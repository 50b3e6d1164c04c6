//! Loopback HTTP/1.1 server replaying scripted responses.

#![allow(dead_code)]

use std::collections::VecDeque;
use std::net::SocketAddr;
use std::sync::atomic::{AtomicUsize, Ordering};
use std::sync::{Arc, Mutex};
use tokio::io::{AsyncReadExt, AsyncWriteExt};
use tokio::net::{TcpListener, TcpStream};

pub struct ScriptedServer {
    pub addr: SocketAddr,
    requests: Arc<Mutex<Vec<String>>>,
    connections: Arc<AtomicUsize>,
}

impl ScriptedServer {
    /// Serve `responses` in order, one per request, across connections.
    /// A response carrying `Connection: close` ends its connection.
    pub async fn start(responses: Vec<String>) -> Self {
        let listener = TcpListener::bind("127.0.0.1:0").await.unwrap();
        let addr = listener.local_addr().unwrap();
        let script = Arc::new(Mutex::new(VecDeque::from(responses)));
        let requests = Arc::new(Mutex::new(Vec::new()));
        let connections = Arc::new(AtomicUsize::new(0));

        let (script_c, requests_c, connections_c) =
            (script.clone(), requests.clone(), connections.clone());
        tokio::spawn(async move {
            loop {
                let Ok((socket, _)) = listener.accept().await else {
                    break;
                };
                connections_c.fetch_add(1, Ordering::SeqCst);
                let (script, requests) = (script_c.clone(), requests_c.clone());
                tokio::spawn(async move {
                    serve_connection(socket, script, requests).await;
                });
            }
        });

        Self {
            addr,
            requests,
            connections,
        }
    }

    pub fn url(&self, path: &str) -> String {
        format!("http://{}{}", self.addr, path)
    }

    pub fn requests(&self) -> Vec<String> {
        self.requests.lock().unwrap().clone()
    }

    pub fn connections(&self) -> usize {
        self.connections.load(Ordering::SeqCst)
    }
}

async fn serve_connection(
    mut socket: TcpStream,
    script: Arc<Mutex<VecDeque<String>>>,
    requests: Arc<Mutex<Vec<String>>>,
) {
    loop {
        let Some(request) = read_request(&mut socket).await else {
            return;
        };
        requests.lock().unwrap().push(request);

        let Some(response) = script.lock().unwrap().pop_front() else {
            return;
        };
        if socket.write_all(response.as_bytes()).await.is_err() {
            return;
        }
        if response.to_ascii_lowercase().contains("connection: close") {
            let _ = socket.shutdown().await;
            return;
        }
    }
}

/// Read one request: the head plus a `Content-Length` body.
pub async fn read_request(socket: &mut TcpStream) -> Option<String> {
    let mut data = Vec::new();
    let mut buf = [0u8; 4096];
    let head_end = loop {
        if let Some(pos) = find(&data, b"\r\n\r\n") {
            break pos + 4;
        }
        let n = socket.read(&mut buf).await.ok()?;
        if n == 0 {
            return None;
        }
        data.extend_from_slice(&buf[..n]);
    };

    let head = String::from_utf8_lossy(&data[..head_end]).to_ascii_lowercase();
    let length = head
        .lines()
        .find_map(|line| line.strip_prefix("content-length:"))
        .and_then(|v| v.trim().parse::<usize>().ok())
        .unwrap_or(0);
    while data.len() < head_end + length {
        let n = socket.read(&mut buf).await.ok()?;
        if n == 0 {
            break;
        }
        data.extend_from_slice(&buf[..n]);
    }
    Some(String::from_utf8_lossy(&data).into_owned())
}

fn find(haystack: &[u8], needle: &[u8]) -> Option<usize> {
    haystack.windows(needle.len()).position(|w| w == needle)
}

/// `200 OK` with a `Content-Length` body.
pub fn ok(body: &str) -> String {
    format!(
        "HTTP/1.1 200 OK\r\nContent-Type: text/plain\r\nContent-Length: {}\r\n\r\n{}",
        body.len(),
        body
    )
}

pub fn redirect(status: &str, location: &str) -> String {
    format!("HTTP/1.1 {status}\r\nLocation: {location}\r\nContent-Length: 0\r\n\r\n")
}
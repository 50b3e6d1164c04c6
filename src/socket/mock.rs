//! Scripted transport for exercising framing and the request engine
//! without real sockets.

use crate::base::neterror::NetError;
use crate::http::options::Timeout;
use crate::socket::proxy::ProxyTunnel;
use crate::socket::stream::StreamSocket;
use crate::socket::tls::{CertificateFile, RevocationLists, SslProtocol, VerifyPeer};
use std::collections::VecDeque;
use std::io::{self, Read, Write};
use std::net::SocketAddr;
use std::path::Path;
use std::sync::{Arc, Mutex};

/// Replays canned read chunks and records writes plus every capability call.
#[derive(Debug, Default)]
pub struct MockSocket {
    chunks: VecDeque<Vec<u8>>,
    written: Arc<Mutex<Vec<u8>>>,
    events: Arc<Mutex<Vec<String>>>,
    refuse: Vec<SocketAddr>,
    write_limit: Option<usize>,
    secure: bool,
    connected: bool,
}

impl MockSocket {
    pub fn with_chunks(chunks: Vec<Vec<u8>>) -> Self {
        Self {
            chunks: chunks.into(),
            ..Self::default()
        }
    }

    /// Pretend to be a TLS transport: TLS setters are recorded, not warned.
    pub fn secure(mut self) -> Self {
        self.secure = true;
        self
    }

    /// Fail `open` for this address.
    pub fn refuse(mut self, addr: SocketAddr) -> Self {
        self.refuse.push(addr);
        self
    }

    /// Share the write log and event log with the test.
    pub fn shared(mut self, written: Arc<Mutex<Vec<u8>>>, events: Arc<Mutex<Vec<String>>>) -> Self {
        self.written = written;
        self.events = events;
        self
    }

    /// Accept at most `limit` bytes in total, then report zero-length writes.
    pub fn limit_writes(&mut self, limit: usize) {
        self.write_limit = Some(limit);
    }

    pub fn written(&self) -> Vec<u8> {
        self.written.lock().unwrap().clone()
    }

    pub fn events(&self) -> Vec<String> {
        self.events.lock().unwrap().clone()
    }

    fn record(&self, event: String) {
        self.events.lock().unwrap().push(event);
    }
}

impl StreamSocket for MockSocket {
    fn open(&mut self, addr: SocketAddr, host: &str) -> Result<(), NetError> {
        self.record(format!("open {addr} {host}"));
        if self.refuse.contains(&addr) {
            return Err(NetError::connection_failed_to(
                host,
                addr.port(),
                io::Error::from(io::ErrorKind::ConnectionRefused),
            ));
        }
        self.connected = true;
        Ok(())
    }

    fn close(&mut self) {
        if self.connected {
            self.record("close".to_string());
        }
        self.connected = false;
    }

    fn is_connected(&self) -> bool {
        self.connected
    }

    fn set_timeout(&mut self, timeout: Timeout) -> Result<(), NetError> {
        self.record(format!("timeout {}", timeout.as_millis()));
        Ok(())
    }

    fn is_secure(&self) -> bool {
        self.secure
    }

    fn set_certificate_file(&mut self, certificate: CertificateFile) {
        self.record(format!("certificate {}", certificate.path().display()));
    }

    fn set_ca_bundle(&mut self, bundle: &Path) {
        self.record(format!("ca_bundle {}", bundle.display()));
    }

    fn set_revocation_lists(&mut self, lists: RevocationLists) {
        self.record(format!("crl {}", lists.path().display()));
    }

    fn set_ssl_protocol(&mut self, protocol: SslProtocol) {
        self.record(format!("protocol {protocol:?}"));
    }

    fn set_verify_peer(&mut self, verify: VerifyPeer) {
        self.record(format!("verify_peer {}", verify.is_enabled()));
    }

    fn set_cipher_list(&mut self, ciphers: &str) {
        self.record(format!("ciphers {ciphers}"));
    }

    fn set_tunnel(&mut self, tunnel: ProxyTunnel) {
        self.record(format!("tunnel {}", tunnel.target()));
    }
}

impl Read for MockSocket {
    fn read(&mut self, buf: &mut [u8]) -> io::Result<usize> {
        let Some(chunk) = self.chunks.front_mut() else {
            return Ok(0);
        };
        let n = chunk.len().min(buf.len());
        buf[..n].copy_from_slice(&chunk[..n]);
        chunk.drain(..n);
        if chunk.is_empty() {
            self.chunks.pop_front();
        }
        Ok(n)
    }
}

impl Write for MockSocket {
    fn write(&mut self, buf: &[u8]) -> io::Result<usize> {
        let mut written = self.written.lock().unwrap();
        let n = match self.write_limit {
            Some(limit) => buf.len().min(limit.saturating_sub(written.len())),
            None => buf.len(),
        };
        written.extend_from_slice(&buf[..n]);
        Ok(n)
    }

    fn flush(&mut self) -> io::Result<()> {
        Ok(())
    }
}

= Work item =
The answer must consist of each line from the data that includes the string "else".

= Exercise solution =
                let Ok((socket, _)) = listener.accept().await else {
        let Some(request) = read_request(&mut socket).await else {
        let Some(response) = script.lock().unwrap().pop_front() else {
        let Some(chunk) = self.chunks.front_mut() else {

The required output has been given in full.